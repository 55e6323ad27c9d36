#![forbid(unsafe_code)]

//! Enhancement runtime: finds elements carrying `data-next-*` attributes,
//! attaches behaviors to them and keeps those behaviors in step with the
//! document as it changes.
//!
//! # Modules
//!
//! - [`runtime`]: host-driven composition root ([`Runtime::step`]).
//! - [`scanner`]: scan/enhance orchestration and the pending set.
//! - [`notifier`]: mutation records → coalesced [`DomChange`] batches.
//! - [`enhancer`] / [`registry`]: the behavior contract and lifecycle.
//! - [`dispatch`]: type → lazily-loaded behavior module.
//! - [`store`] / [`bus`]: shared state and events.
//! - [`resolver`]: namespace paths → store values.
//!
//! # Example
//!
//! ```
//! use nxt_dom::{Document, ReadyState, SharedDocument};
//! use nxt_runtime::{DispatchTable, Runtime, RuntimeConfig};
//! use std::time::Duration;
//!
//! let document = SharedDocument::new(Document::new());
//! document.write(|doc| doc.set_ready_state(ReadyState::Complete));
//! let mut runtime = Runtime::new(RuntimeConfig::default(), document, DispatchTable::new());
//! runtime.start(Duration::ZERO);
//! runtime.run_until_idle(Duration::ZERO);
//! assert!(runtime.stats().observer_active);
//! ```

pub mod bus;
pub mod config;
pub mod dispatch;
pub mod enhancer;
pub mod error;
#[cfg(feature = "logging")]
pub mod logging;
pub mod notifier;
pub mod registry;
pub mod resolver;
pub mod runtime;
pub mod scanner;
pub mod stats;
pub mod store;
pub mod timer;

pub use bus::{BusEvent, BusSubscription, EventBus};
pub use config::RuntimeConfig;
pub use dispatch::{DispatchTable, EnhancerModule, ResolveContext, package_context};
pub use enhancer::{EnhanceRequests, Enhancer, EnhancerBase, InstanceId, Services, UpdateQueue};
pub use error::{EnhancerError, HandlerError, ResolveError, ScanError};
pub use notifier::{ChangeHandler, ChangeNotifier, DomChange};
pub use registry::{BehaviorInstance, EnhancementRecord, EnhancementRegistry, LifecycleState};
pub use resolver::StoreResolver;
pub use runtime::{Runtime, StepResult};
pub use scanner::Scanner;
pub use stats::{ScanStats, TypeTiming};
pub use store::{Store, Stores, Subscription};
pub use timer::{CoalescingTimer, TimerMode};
☆ ☆ ☆ ☆
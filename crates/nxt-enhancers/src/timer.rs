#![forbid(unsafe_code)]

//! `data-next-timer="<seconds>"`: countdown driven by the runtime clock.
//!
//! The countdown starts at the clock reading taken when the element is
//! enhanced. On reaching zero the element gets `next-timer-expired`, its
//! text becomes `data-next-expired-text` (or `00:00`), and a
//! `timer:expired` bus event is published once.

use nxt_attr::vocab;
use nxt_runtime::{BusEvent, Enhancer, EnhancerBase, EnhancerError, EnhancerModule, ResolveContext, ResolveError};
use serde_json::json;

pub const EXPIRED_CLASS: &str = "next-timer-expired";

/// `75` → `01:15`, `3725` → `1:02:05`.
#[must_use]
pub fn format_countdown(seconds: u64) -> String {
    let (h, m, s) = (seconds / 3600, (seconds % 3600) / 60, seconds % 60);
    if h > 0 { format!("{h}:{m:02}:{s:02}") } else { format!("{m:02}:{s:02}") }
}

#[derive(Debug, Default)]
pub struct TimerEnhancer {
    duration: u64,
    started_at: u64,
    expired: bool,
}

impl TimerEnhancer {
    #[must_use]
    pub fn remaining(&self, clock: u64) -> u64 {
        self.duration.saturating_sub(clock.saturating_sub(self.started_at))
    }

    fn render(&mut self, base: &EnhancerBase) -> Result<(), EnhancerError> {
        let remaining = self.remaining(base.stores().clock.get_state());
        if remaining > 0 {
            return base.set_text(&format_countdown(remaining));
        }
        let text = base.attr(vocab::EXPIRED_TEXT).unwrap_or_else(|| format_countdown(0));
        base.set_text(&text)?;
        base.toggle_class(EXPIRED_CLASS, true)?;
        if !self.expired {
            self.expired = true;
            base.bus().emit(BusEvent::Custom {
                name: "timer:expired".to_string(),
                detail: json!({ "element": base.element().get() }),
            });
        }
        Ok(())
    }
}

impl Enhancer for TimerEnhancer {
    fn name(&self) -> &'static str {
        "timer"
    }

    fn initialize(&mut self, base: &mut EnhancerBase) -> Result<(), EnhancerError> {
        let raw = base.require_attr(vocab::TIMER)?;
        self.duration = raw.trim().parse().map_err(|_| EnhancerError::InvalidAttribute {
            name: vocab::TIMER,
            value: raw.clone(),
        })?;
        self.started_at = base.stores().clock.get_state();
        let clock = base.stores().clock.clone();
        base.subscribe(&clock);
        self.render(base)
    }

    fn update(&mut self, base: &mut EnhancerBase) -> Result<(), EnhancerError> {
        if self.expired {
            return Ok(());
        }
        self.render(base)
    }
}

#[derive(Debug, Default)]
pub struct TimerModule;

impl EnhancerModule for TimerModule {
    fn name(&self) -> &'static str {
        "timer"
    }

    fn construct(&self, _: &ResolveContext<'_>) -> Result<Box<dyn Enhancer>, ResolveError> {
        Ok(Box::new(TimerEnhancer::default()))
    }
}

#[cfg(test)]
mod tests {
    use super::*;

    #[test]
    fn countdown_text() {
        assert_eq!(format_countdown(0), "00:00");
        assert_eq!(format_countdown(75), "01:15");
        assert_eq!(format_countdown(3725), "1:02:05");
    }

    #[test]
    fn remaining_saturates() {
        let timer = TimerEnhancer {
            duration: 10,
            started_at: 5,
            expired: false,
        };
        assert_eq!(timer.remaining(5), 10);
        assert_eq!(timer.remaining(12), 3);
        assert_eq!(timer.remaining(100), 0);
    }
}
☆ ☆ ☆ ☆
Would you please filter the lines above and copy every one that includes "data"?

//! Enhancement runtime: finds elements carrying `data-next-*` attributes,
//! `data-next-timer="<seconds>"`: countdown driven by the runtime clock.
//! text becomes `data-next-expired-text` (or `00:00`), and a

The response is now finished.